Dividends and Barrick, Paupua New Guinea sign gold deal

If you think about the past, resources or commodities around the world have made wealth for people and that can be a very good thing. Where the resources are relative to the more developer countries can be where one can quickly see attitudes change. If the resources are in the more developed countries, environmental concerns are now at the forefront, if you look back at history you will see across the country making resource ghost towns. What happens to the environment and who makes profits or money from the commodities is changing or perhaps finally changing to meet the realities of more citizens.

In article by Niall McGee, Mining Reporter for the Globe and Mail, Barrick Gold Corp has a new partnership agreement with the Papua New Guinea (PNG) for its Porgera gold mine.

PNG will own 51% of the mine up from 5% and Barrick and China’s Zijin Mining Group will own 49% down from 95%. Barrick will be the operator of the mine and front the entire cost of reopening the site.

The theory is part of a loaf is better than no loaf, as the mine is presently shut down.

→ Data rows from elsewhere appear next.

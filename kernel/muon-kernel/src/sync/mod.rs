//! Synchronization primitives.
//!
//! Muon runs one CPU with no preemption of kernel code, so these exist
//! to make interior mutability sound, not to arbitrate real contention.

mod lazy;
mod spinlock;

pub use lazy::LazyLock;
pub use spinlock::{SpinLock, SpinLockGuard};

The mine is 5% of Barrick’s portfolio of mines but the grade is rich and it is a relatively low cost operation. The cost is about $985 and with gold trading in the range of $1,740, the mine will generate profits.

The mine has been in operations since 1990 and Barrick became an operator after it bought Placer Dome. The mine was closed after the New Guinea government refused to issue a mining permit saying it was owed $191 million in back taxes. PNG’s President James Marape vowed to the citizens it would seek more lucrative agreements with foreign operators of the country’s resources assets.

Linking to dividend paying stocks, companies in the commodity business for years had a one sided operation with taking the commodities out of the earth, in return for jobs and some economic interests. It has taken many years before the country where the commodity is located has been seen as a partner. In relatively low cost operations, there is still many millions of dollars to be made and spread out to the company and the country where it is operated. When the country operates the mine, often times it assures the company of stability of production and operation and that is a good thing. Attitudes to commodity extraction take years to change, will they as a society we move to move sustainability discussions?